Lazer
Lazer

Reputation: 94870

How to grep for the dollar symbol ($)?

% cat temp
$$$ hello1
$$  hello2
    hello3
##  hello4
    hello5 $$$
% cat temp | grep "$$$"
Illegal variable name.
% cat temp | grep "\$\$\$"
Variable name must contain alphanumeric characters.
%

I want to grep for $$$ and I expect the result to be

% cat temp | grep <what should go here?>
$$$ hello1
    hello5 $$$
%

To differentiate, I have marked the prompt as %.

Upvotes: 74

Views: 75860

Answers (5)

Gadolin
Gadolin

Reputation: 2686

When you use double quotes " or none use double\: "\\\$\\\$\\\$"

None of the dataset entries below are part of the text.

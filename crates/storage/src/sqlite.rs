use std::path::Path;
use std::sync::{Arc, Mutex};
use std::time::Duration;

use rusqlite::types::ValueRef;
use rusqlite::{params, params_from_iter, Connection, ErrorCode};
use serde_json::{Map, Value};
use tokio::task;
use tracing::info;

use crate::{Filter, Store, StoreError};

/// SQLite backend. A single connection guarded by a mutex; every call runs
/// on the blocking pool so the async runtime never blocks on disk I/O.
pub struct SqliteStore {
    connection: Arc<Mutex<Connection>>,
}

impl SqliteStore {
    pub async fn open(path: &Path) -> Result<Self, StoreError> {
        let path = path.to_path_buf();
        let connection = task::spawn_blocking(move || {
            let connection = open_connection(&path)?;
            run_migrations(&connection)?;
            Ok::<_, StoreError>(connection)
        })
        .await
        .map_err(|error| StoreError::Unavailable(format!("setup task failed: {error}")))??;

        Ok(Self {
            connection: Arc::new(Mutex::new(connection)),
        })
    }

    /// Open an in-memory database, mainly for tests.
    pub async fn open_in_memory() -> Result<Self, StoreError> {
        let connection = task::spawn_blocking(|| {
            let connection = Connection::open_in_memory()
                .map_err(|error| StoreError::Unavailable(error.to_string()))?;
            run_migrations(&connection)?;
            Ok::<_, StoreError>(connection)
        })
        .await
        .map_err(|error| StoreError::Unavailable(format!("setup task failed: {error}")))??;

        Ok(Self {
            connection: Arc::new(Mutex::new(connection)),
        })
    }

    async fn with_connection<T, F>(&self, f: F) -> Result<T, StoreError>
    where
        T: Send + 'static,
        F: FnOnce(&Connection) -> Result<T, StoreError> + Send + 'static,
    {
        let connection = self.connection.clone();
        task::spawn_blocking(move || {
            let guard = connection.lock().unwrap();
            f(&guard)
        })
        .await
        .map_err(|error| StoreError::Unavailable(format!("blocking task failed: {error}")))?
    }
}

impl Store for SqliteStore {
    async fn insert(&self, table: &str, row: Value) -> Result<Value, StoreError> {
        let table = validated_identifier(table)?;
        let object = as_object(&row)?.clone();

        self.with_connection(move |connection| {
            let columns: Vec<&str> = object.keys().map(String::as_str).collect();
            for column in &columns {
                validated_identifier(column)?;
            }
            let placeholders: Vec<String> =
                (1..=columns.len()).map(|i| format!("?{i}")).collect();
            let sql = format!(
                "INSERT INTO {table} ({}) VALUES ({})",
                columns.join(", "),
                placeholders.join(", ")
            );
            let params: Vec<rusqlite::types::Value> =
                object.values().map(json_to_sql).collect::<Result<_, _>>()?;

            connection
                .execute(&sql, params_from_iter(params.iter()))
                .map_err(|error| map_sqlite_error(error, &table))?;
            Ok(Value::Object(object))
        })
        .await
    }

    async fn select(&self, table: &str, filter: &Filter) -> Result<Vec<Value>, StoreError> {
        let table = validated_identifier(table)?;
        let conditions = filter.conditions().to_vec();

        self.with_connection(move |connection| {
            let (sql, params) = build_select(&table, &conditions)?;
            query_rows(connection, &sql, &params)
        })
        .await
    }

    async fn update(
        &self,
        table: &str,
        filter: &Filter,
        patch: Value,
    ) -> Result<Vec<Value>, StoreError> {
        let table = validated_identifier(table)?;
        let conditions = filter.conditions().to_vec();
        let patch = as_object(&patch)?.clone();

        self.with_connection(move |connection| {
            let mut assignments = Vec::with_capacity(patch.len());
            let mut params = Vec::new();
            for (column, value) in &patch {
                validated_identifier(column)?;
                params.push(json_to_sql(value)?);
                assignments.push(format!("{column} = ?{}", params.len()));
            }
            let mut clauses = Vec::with_capacity(conditions.len());
            for (column, value) in &conditions {
                validated_identifier(column)?;
                params.push(json_to_sql(value)?);
                clauses.push(format!("{column} = ?{}", params.len()));
            }

            let mut sql = format!("UPDATE {table} SET {}", assignments.join(", "));
            if !clauses.is_empty() {
                sql.push_str(" WHERE ");
                sql.push_str(&clauses.join(" AND "));
            }
            connection
                .execute(&sql, params_from_iter(params.iter()))
                .map_err(|error| map_sqlite_error(error, &table))?;

            let (select_sql, select_params) = build_select(&table, &conditions)?;
            query_rows(connection, &select_sql, &select_params)
        })
        .await
    }

    async fn rpc(&self, name: &str, args: Value) -> Result<Value, StoreError> {
        match name {
            "mark_conversation_read" => {
                let conversation_id = required_arg(&args, "conversation_id")?;
                let user_id = required_arg(&args, "user_id")?;
                let read_at = required_arg(&args, "read_at")?;

                self.with_connection(move |connection| {
                    let inserted = connection
                        .execute(
                            "INSERT INTO read_receipts (message_id, conversation_id, user_id, read_at)
                             SELECT m.id, m.conversation_id, ?2, ?3
                             FROM messages m
                             WHERE m.conversation_id = ?1
                               AND m.sender_id != ?2
                               AND NOT EXISTS (
                                   SELECT 1 FROM read_receipts r
                                   WHERE r.message_id = m.id AND r.user_id = ?2
                               )",
                            params![conversation_id, user_id, read_at],
                        )
                        .map_err(|error| map_sqlite_error(error, "read_receipts"))?;
                    Ok(Value::from(inserted as u64))
                })
                .await
            }
            "unread_count" => {
                let user_id = required_arg(&args, "user_id")?;
                let conversation_id = args
                    .get("conversation_id")
                    .and_then(Value::as_str)
                    .map(str::to_string);

                self.with_connection(move |connection| {
                    let count: i64 = connection
                        .query_row(
                            "SELECT COUNT(*)
                             FROM messages m
                             WHERE (?2 IS NULL OR m.conversation_id = ?2)
                               AND m.sender_id != ?1
                               AND NOT EXISTS (
                                   SELECT 1 FROM read_receipts r
                                   WHERE r.message_id = m.id AND r.user_id = ?1
                               )",
                            params![user_id, conversation_id],
                            |row| row.get(0),
                        )
                        .map_err(|error| map_sqlite_error(error, "messages"))?;
                    Ok(Value::from(count as u64))
                })
                .await
            }
            _ => Err(StoreError::QueryFailed(format!("unknown rpc '{name}'"))),
        }
    }
}

fn open_connection(path: &Path) -> Result<Connection, StoreError> {
    if let Some(parent) = path.parent() {
        std::fs::create_dir_all(parent)
            .map_err(|error| unavailable(path, &error.to_string()))?;
    }

    let connection =
        Connection::open(path).map_err(|error| unavailable(path, &error.to_string()))?;
    connection
        .pragma_update(None, "journal_mode", "WAL")
        .map_err(|error| unavailable(path, &error.to_string()))?;
    connection
        .busy_timeout(Duration::from_secs(5))
        .map_err(|error| unavailable(path, &error.to_string()))?;
    connection
        .pragma_update(None, "foreign_keys", "ON")
        .map_err(|error| unavailable(path, &error.to_string()))?;
    Ok(connection)
}

fn unavailable(path: &Path, reason: &str) -> StoreError {
    StoreError::Unavailable(format!(
        "failed to open database at {}: {reason}",
        path.display()
    ))
}

struct Migration {
    version: u32,
    sql: &'static str,
}

const MIGRATIONS: &[Migration] = &[Migration {
    version: 1,
    sql: include_str!("../migrations/001_initial.sql"),
}];

fn run_migrations(connection: &Connection) -> Result<(), StoreError> {
    connection
        .execute_batch(
            "CREATE TABLE IF NOT EXISTS _migrations (
                version INTEGER PRIMARY KEY,
                applied_at TEXT NOT NULL DEFAULT (datetime('now'))
            );",
        )
        .map_err(|error| {
            StoreError::QueryFailed(format!("failed to create _migrations table: {error}"))
        })?;

    for migration in MIGRATIONS {
        let is_applied: i64 = connection
            .query_row(
                "SELECT EXISTS(SELECT 1 FROM _migrations WHERE version = ?1)",
                params![migration.version],
                |row| row.get(0),
            )
            .map_err(|error| {
                StoreError::QueryFailed(format!(
                    "failed to query state of migration {}: {error}",
                    migration.version
                ))
            })?;

        if is_applied != 0 {
            continue;
        }

        let tx = connection.unchecked_transaction().map_err(|error| {
            StoreError::QueryFailed(format!(
                "failed to begin migration {}: {error}",
                migration.version
            ))
        })?;
        tx.execute_batch(migration.sql).map_err(|error| {
            StoreError::QueryFailed(format!("migration {} failed: {error}", migration.version))
        })?;
        tx.execute(
            "INSERT INTO _migrations (version) VALUES (?1)",
            params![migration.version],
        )
        .map_err(|error| {
            StoreError::QueryFailed(format!(
                "failed to record migration {}: {error}",
                migration.version
            ))
        })?;
        tx.commit().map_err(|error| {
            StoreError::QueryFailed(format!(
                "failed to commit migration {}: {error}",
                migration.version
            ))
        })?;

        info!(version = migration.version, "applied migration");
    }

    Ok(())
}

fn build_select(
    table: &str,
    conditions: &[(String, Value)],
) -> Result<(String, Vec<rusqlite::types::Value>), StoreError> {
    let mut sql = format!("SELECT * FROM {table}");
    let mut params = Vec::with_capacity(conditions.len());
    let mut clauses = Vec::with_capacity(conditions.len());
    for (column, value) in conditions {
        validated_identifier(column)?;
        params.push(json_to_sql(value)?);
        clauses.push(format!("{column} = ?{}", params.len()));
    }
    if !clauses.is_empty() {
        sql.push_str(" WHERE ");
        sql.push_str(&clauses.join(" AND "));
    }
    Ok((sql, params))
}

fn query_rows(
    connection: &Connection,
    sql: &str,
    params: &[rusqlite::types::Value],
) -> Result<Vec<Value>, StoreError> {
    let mut statement = connection
        .prepare(sql)
        .map_err(|error| StoreError::QueryFailed(error.to_string()))?;
    let column_names: Vec<String> = statement
        .column_names()
        .into_iter()
        .map(str::to_string)
        .collect();
    let mut rows = statement
        .query(params_from_iter(params.iter()))
        .map_err(|error| StoreError::QueryFailed(error.to_string()))?;

    let mut output = Vec::new();
    while let Some(row) = rows
        .next()
        .map_err(|error| StoreError::QueryFailed(error.to_string()))?
    {
        let mut object = Map::with_capacity(column_names.len());
        for (index, name) in column_names.iter().enumerate() {
            let value = row
                .get_ref(index)
                .map_err(|error| StoreError::QueryFailed(error.to_string()))?;
            object.insert(name.clone(), sql_to_json(value)?);
        }
        output.push(Value::Object(object));
    }
    Ok(output)
}

fn map_sqlite_error(error: rusqlite::Error, table: &str) -> StoreError {
    match &error {
        rusqlite::Error::SqliteFailure(inner, message)
            if inner.code == ErrorCode::ConstraintViolation =>
        {
            StoreError::ConstraintViolation {
                table: table.to_string(),
                detail: message.clone().unwrap_or_else(|| inner.to_string()),
            }
        }
        _ => StoreError::QueryFailed(error.to_string()),
    }
}

/// Table and column names are interpolated into SQL, so they are restricted
/// to plain snake_case identifiers.
fn validated_identifier(name: &str) -> Result<String, StoreError> {
    let valid = !name.is_empty()
        && name
            .chars()
            .next()
            .is_some_and(|c| c.is_ascii_lowercase() || c == '_')
        && name
            .chars()
            .all(|c| c.is_ascii_lowercase() || c.is_ascii_digit() || c == '_');
    if valid {
        Ok(name.to_string())
    } else {
        Err(StoreError::BadRow(format!("invalid identifier '{name}'")))
    }
}

fn as_object(value: &Value) -> Result<&Map<String, Value>, StoreError> {
    value
        .as_object()
        .ok_or_else(|| StoreError::BadRow("expected a JSON object".to_string()))
}

fn required_arg(args: &Value, key: &str) -> Result<String, StoreError> {
    args.get(key)
        .and_then(Value::as_str)
        .map(str::to_string)
        .ok_or_else(|| StoreError::BadRow(format!("missing argument '{key}'")))
}

fn json_to_sql(value: &Value) -> Result<rusqlite::types::Value, StoreError> {
    match value {
        Value::Null => Ok(rusqlite::types::Value::Null),
        Value::Bool(b) => Ok(rusqlite::types::Value::Integer(i64::from(*b))),
        Value::Number(n) => {
            if let Some(i) = n.as_i64() {
                Ok(rusqlite::types::Value::Integer(i))
            } else if let Some(f) = n.as_f64() {
                Ok(rusqlite::types::Value::Real(f))
            } else {
                Err(StoreError::BadRow(format!("unsupported number {n}")))
            }
        }
        Value::String(s) => Ok(rusqlite::types::Value::Text(s.clone())),
        Value::Array(_) | Value::Object(_) => Err(StoreError::BadRow(
            "nested values cannot be stored as columns".to_string(),
        )),
    }
}

fn sql_to_json(value: ValueRef<'_>) -> Result<Value, StoreError> {
    match value {
        ValueRef::Null => Ok(Value::Null),
        ValueRef::Integer(i) => Ok(Value::from(i)),
        ValueRef::Real(f) => serde_json::Number::from_f64(f)
            .map(Value::Number)
            .ok_or_else(|| StoreError::BadRow(format!("non-finite float {f}"))),
        ValueRef::Text(bytes) => String::from_utf8(bytes.to_vec())
            .map(Value::String)
            .map_err(|_| StoreError::BadRow("non-UTF-8 text column".to_string())),
        ValueRef::Blob(_) => Err(StoreError::BadRow(
            "blob columns are not representable".to_string(),
        )),
    }
}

cat t | grep \\\$\\\$\\\$ 

if you use in single quotes ' you may use:

cat t | grep '\$\$\$'

Upvotes: 26

Konrad Rudolph
Konrad Rudolph

Reputation: 545686

The problem is that the shell expands variable names inside double-quoted strings. So for "$$$" it tries to read a variable name starting with the first $.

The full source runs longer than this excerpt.